Mary Margaret swallowed. 'Emma. How much do you remember of that night when… when I wasn't here?'
Emma winced. 'How is that relevant?'
'Because I know that Regina came round.'
'…what? How?'
'She was still here when I got back.'
The blonde's forehead creased in confusion. 'She was? Why?'
'The kitchen… she'd been clearing it up.'
Emma thought back to that night; to the mess of photos and whiskey that she'd left spread across the floor. She'd always just assumed that Mary Margaret had cleaned it up out of guilt. It had kind of accounted for why she'd never mentioned it.
'You're sure?'
'Yeah. When I got back, she didn't realise I was there right away: she was just putting all of your photos away. But then she got distracted by one and was stood there looking at it for a while before I said anything.'
This caused Emma to jump. 'She was looking at one of my photos? Which one?'
'I have no idea.'
'Did she put it back?'
'Well.

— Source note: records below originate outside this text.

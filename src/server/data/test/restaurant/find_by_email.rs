use super::*;

/// Expected: Some for a registered email, None otherwise
#[tokio::test]
async fn finds_restaurant_by_email() -> Result<(), DbErr> {
    let test = TestBuilder::new()
        .with_account_tables()
        .build()
        .await
        .unwrap();
    let db = test.db.as_ref().unwrap();

    let created = factory::restaurant::RestaurantFactory::new(db)
        .email("known@bistro.test")
        .build()
        .await?;

    let repo = RestaurantRepository::new(db);
    let found = repo.find_by_email("known@bistro.test").await?;
    let missing = repo.find_by_email("unknown@bistro.test").await?;

    assert_eq!(found.map(|r| r.id), Some(created.id));
    assert!(missing.is_none());

    Ok(())
}

/// Expected: email_exists reflects registered accounts
#[tokio::test]
async fn reports_email_existence() -> Result<(), DbErr> {
    let test = TestBuilder::new()
        .with_account_tables()
        .build()
        .await
        .unwrap();
    let db = test.db.as_ref().unwrap();

    factory::restaurant::RestaurantFactory::new(db)
        .email("taken@bistro.test")
        .build()
        .await?;

    let repo = RestaurantRepository::new(db);

    assert!(repo.email_exists("taken@bistro.test").await?);
    assert!(!repo.email_exists("free@bistro.test").await?);

    Ok(())
}
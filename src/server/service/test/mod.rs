mod order;
mod restaurant;
//! Restaurant account domain models and parameters.

use chrono::{DateTime, Utc};

use crate::model::restaurant::{
    EditRestaurantInformationDto, PaginatedRestaurantsDto, RestaurantDto, RestaurantListItemDto,
    SignUpRestaurantDto,
};

/// Restaurant account with its public profile and credential hash.
#[derive(Debug, Clone, PartialEq)]
pub struct Restaurant {
    pub id: i32,
    pub email: String,
    pub password_hash: String,
    pub name: String,
    pub phone: String,
    pub address: String,
    pub description: Option<String>,
    pub created_at: DateTime<Utc>,
}

impl Restaurant {
    /// Converts an entity model to a restaurant domain model at the repository boundary.
    pub fn from_entity(entity: entity::restaurant::Model) -> Self {
        Self {
            id: entity.id,
            email: entity.email,
            password_hash: entity.password_hash,
            name: entity.name,
            phone: entity.phone,
            address: entity.address,
            description: entity.description,
            created_at: entity.created_at,
        }
    }

    /// Converts to the owner-facing profile DTO. The password hash is dropped.
    pub fn into_dto(self) -> RestaurantDto {
        RestaurantDto {
            r_id: self.id,
            email: self.email,
            name: self.name,
            phone: self.phone,
            address: self.address,
            description: self.description,
            created_at: self.created_at,
        }
    }

    /// Converts to the directory entry shown to users.
    pub fn into_list_item_dto(self) -> RestaurantListItemDto {
        RestaurantListItemDto {
            r_id: self.id,
            name: self.name,
            address: self.address,
            description: self.description,
        }
    }
}

/// Page of restaurants for the user-facing directory.
#[derive(Debug, Clone, PartialEq)]
pub struct PaginatedRestaurants {
    pub restaurants: Vec<Restaurant>,
    pub total: u64,
    pub page: u64,
    pub per_page: u64,
    pub total_pages: u64,
}

impl PaginatedRestaurants {
    pub fn into_dto(self) -> PaginatedRestaurantsDto {
        PaginatedRestaurantsDto {
            restaurants: self
                .restaurants
                .into_iter()
                .map(Restaurant::into_list_item_dto)
                .collect(),
            total: self.total,
            page: self.page,
            per_page: self.per_page,
            total_pages: self.total_pages,
        }
    }
}

/// Parameters for registering a new restaurant.
///
/// `password` is plaintext here; the service hashes it before it reaches the
/// repository as `password_hash`.
#[derive(Debug, Clone)]
pub struct SignUpRestaurantParam {
    pub email: String,
    pub password: String,
    pub name: String,
    pub phone: String,
    pub address: String,
    pub description: Option<String>,
}

impl SignUpRestaurantParam {
    pub fn from_dto(dto: SignUpRestaurantDto) -> Self {
        Self {
            email: dto.email,
            password: dto.password,
            name: dto.name,
            phone: dto.phone,
            address: dto.address,
            description: dto.description,
        }
    }
}

/// Parameters for inserting a restaurant row.
#[derive(Debug, Clone)]
pub struct CreateRestaurantParam {
    pub email: String,
    pub password_hash: String,
    pub name: String,
    pub phone: String,
    pub address: String,
    pub description: Option<String>,
}

/// Partial update of a restaurant row. `None` leaves the column untouched.
#[derive(Debug, Clone, Default)]
pub struct UpdateRestaurantParam {
    pub id: i32,
    pub password_hash: Option<String>,
    pub name: Option<String>,
    pub phone: Option<String>,
    pub address: Option<String>,
    pub description: Option<String>,
}

impl UpdateRestaurantParam {
    pub fn information(id: i32, dto: EditRestaurantInformationDto) -> Self {
        Self {
            id,
            name: dto.name,
            phone: dto.phone,
            description: dto.description,
            ..Default::default()
        }
    }

    pub fn address(id: i32, address: String) -> Self {
        Self {
            id,
            address: Some(address),
            ..Default::default()
        }
    }

    pub fn password_hash(id: i32, password_hash: String) -> Self {
        Self {
            id,
            password_hash: Some(password_hash),
            ..Default::default()
        }
    }
}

I guess so,' Mary Margaret shrugged. 'I was a bit distracted, I didn't really notice. But I don't see any reason why she'd want to keep it.'
Emma nodded, but there was uncertainty carved into her features. 'I guess.'
The pair sat in silence for a moment, thinking about all of this. Mary Margaret was still struggling to absorb the fact that Regina Mills had actually taken to helping her roommate recover – not just once, but on multiple occasions. She shook her head to herself, reeling at what a powerful thing guilt must really be.
Emma, meanwhile, was stuck thinking about the photos. Why had Regina been looking at them in the first place?
'I suppose the thing is,' Mary Margaret eventually said, her eyes looking down at the table between them, 'that we always assume that Regina is… well, a bit evil, because of the way that she's always behaved around us. But maybe that doesn't necessarily mean that she is evil.'
'What do you mean?'
'There has to be some good in her,' the brunette said thoughtfully. 'She adopted Henry, after all. She loves him more than anything. And people who fight that hard for their son can't just be intrinsically wicked and nothing else. There always has to be some light and some darkness.'
Emma considered this. 'I suppose. But since what happened… she hasn't really been evil at all.'
'You think she feels guilty?'
'Oh no, I know she feels guilty. It's written all over her face, even if she won't admit it. But it's more than that. I think…' she paused, sighing. Mary Margaret watched as she ran a hand through her lank hair. 'I think that she's trying to include me in her life. I'm sure that Henry must have asked her to, but even so – she's making an effort to be nice to me and it's kind of weird.'
'Bad weird?'
'No,' Emma said quietly. 'Not bad. Not good, either. Just… weird.'
'You should make the most of it,' Mary Margaret smiled. 'Who knows how long it'll last.'
'Yeah,' Emma let out a snort of laughter. 'That's true.'
She fell quiet again. Mary Margaret watched the thoughtful frown that had etched its way across her forehead. Emma didn't seem to notice her staring: she sat cross-legged on her chair, both of her hands clasped in her lap, with her green eyes pinned firmly onto the dented wooden table before her. As she thought about Regina and what she'd actually done for her that day, she seemed to forget that her roommate was there at all.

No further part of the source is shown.